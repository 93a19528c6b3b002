//! Dead-letter queue for exhausted refund attempts.
//!
//! Quarantined messages keep the consumer draining (the broker message is
//! still acknowledged) while preserving everything an operator needs to
//! replay. Replays are safe because the refund handler is idempotent via
//! its deterministic transaction id.

use chrono::{DateTime, Utc};
use sqlx::{FromRow, PgPool};
use tracing::{error, info, warn};

use super::error::LedgerError;
use crate::core_types::{DeadLetterId, new_id};
use crate::events::Topic;

/// Dead letter lifecycle.
#[derive(Debug, Clone, Copy, PartialEq, Eq, Hash)]
pub enum DeadLetterStatus {
    /// Awaiting an admin replay.
    Pending,
    /// Replay succeeded.
    Processed,
    /// Replay failed; may be replayed again.
    Failed,
}

impl DeadLetterStatus {
    pub fn as_str(&self) -> &'static str {
        match self {
            DeadLetterStatus::Pending => "PENDING",
            DeadLetterStatus::Processed => "PROCESSED",
            DeadLetterStatus::Failed => "FAILED",
        }
    }

    pub fn parse(s: &str) -> Option<Self> {
        match s {
            "PENDING" => Some(DeadLetterStatus::Pending),
            "PROCESSED" => Some(DeadLetterStatus::Processed),
            "FAILED" => Some(DeadLetterStatus::Failed),
            _ => None,
        }
    }
}

impl std::fmt::Display for DeadLetterStatus {
    fn fmt(&self, f: &mut std::fmt::Formatter<'_>) -> std::fmt::Result {
        write!(f, "{}", self.as_str())
    }
}

impl TryFrom<String> for DeadLetterStatus {
    type Error = String;

    fn try_from(value: String) -> Result<Self, String> {
        DeadLetterStatus::parse(&value)
            .ok_or_else(|| format!("Invalid dead letter status: {}", value))
    }
}

/// A quarantined message.
#[derive(Debug, Clone, FromRow)]
pub struct DeadLetter {
    pub id: DeadLetterId,
    pub original_topic: String,
    pub original_payload: serde_json::Value,
    pub error_message: String,
    pub error_stack: Option<String>,
    pub attempt_count: i32,
    #[sqlx(try_from = "String")]
    pub status: DeadLetterStatus,
    pub created_at: DateTime<Utc>,
    pub processed_at: Option<DateTime<Utc>>,
}

const DEAD_LETTER_COLUMNS: &str = "id, original_topic, original_payload, error_message, \
     error_stack, attempt_count, status, created_at, processed_at";

/// Dead-letter persistence.
pub struct DeadLetterStore {
    pool: PgPool,
}

impl DeadLetterStore {
    pub fn new(pool: PgPool) -> Self {
        Self { pool }
    }

    /// Quarantine a message after its retries were exhausted.
    pub async fn insert(
        &self,
        topic: Topic,
        payload: serde_json::Value,
        error: &LedgerError,
        attempts: u32,
    ) -> Result<DeadLetter, LedgerError> {
        let entry = sqlx::query_as::<_, DeadLetter>(&format!(
            r#"
            INSERT INTO dead_letter_queue
                (id, original_topic, original_payload, error_message, error_stack,
                 attempt_count, status)
            VALUES ($1, $2, $3, $4, $5, $6, 'PENDING')
            RETURNING {DEAD_LETTER_COLUMNS}
            "#
        ))
        .bind(new_id())
        .bind(topic.as_str())
        .bind(&payload)
        .bind(error.to_string())
        .bind(format!("{:?}", error))
        .bind(attempts as i32)
        .fetch_one(&self.pool)
        .await?;

        warn!(
            id = %entry.id,
            topic = %topic,
            attempts = attempts,
            error = %error,
            "Message quarantined to dead letter queue"
        );

        Ok(entry)
    }

    /// List entries, optionally filtered by status, newest first.
    pub async fn list(
        &self,
        status: Option<DeadLetterStatus>,
    ) -> Result<Vec<DeadLetter>, LedgerError> {
        let entries = match status {
            Some(status) => {
                sqlx::query_as::<_, DeadLetter>(&format!(
                    r#"
                    SELECT {DEAD_LETTER_COLUMNS}
                    FROM dead_letter_queue
                    WHERE status = $1
                    ORDER BY created_at DESC
                    "#
                ))
                .bind(status.as_str())
                .fetch_all(&self.pool)
                .await?
            }
            None => {
                sqlx::query_as::<_, DeadLetter>(&format!(
                    r#"
                    SELECT {DEAD_LETTER_COLUMNS}
                    FROM dead_letter_queue
                    ORDER BY created_at DESC
                    "#
                ))
                .fetch_all(&self.pool)
                .await?
            }
        };

        Ok(entries)
    }

    /// Get one entry by id.
    pub async fn get(&self, id: DeadLetterId) -> Result<Option<DeadLetter>, LedgerError> {
        let entry = sqlx::query_as::<_, DeadLetter>(&format!(
            "SELECT {DEAD_LETTER_COLUMNS} FROM dead_letter_queue WHERE id = $1"
        ))
        .bind(id)
        .fetch_optional(&self.pool)
        .await?;

        Ok(entry)
    }

    pub async fn mark_processed(&self, id: DeadLetterId) -> Result<(), LedgerError> {
        sqlx::query(
            "UPDATE dead_letter_queue SET status = 'PROCESSED', processed_at = NOW() WHERE id = $1",
        )
        .bind(id)
        .execute(&self.pool)
        .await?;

        Ok(())
    }

    pub async fn mark_failed(&self, id: DeadLetterId) -> Result<(), LedgerError> {
        sqlx::query("UPDATE dead_letter_queue SET status = 'FAILED' WHERE id = $1")
            .bind(id)
            .execute(&self.pool)
            .await?;

        Ok(())
    }
}

/// Outcome of an admin replay.
#[derive(Debug, serde::Serialize, utoipa::ToSchema)]
pub struct ReplayOutcome {
    pub success: bool,
    pub message: String,
}

/// Admin replay of quarantined messages.
pub struct ReplayService {
    store: std::sync::Arc<DeadLetterStore>,
    engine: std::sync::Arc<super::engine::LedgerEngine>,
}

impl ReplayService {
    pub fn new(
        store: std::sync::Arc<DeadLetterStore>,
        engine: std::sync::Arc<super::engine::LedgerEngine>,
    ) -> Self {
        Self { store, engine }
    }

    /// Re-invoke the original handler for a quarantined message.
    ///
    /// Idempotent on already-PROCESSED entries. On success the entry moves
    /// to PROCESSED; on failure it moves to FAILED and can be replayed
    /// again later.
    pub async fn replay(&self, id: DeadLetterId) -> Result<ReplayOutcome, LedgerError> {
        let entry = self
            .store
            .get(id)
            .await?
            .ok_or(LedgerError::DeadLetterNotFound(id))?;

        if entry.status == DeadLetterStatus::Processed {
            return Ok(ReplayOutcome {
                success: true,
                message: "Entry already processed".to_string(),
            });
        }

        let result = self.invoke_handler(&entry).await;

        match result {
            Ok(()) => {
                self.store.mark_processed(id).await?;
                info!(id = %id, topic = %entry.original_topic, "Dead letter replayed");
                Ok(ReplayOutcome {
                    success: true,
                    message: "Replay succeeded".to_string(),
                })
            }
            Err(e) => {
                self.store.mark_failed(id).await?;
                error!(id = %id, topic = %entry.original_topic, error = %e, "Dead letter replay failed");
                Ok(ReplayOutcome {
                    success: false,
                    message: e.to_string(),
                })
            }
        }
    }

    async fn invoke_handler(&self, entry: &DeadLetter) -> Result<(), LedgerError> {
        let topic = Topic::parse(&entry.original_topic).ok_or_else(|| {
            LedgerError::Payload(format!("Unknown topic: {}", entry.original_topic))
        })?;

        match topic {
            Topic::WalletCreditFailed => {
                let payload = serde_json::from_value(entry.original_payload.clone())?;
                super::handlers::apply_refund(&self.engine, &payload).await?;
                Ok(())
            }
            other => Err(LedgerError::Payload(format!(
                "No replayable handler for topic: {}",
                other
            ))),
        }
    }
}

#[cfg(test)]
mod tests {
    use super::*;

    #[test]
    fn test_status_round_trip() {
        for status in [
            DeadLetterStatus::Pending,
            DeadLetterStatus::Processed,
            DeadLetterStatus::Failed,
        ] {
            assert_eq!(DeadLetterStatus::parse(status.as_str()), Some(status));
        }
        assert_eq!(DeadLetterStatus::parse("RETRYING"), None);
    }
}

• **WHAT YOU HAVE TO DO**
Every line that contains the string "UPDATE" should be returned from the data.

• **ANSWER TO THE PROBLEM**
            "UPDATE dead_letter_queue SET status = 'PROCESSED', processed_at = NOW() WHERE id = $1",
        sqlx::query("UPDATE dead_letter_queue SET status = 'FAILED' WHERE id = $1")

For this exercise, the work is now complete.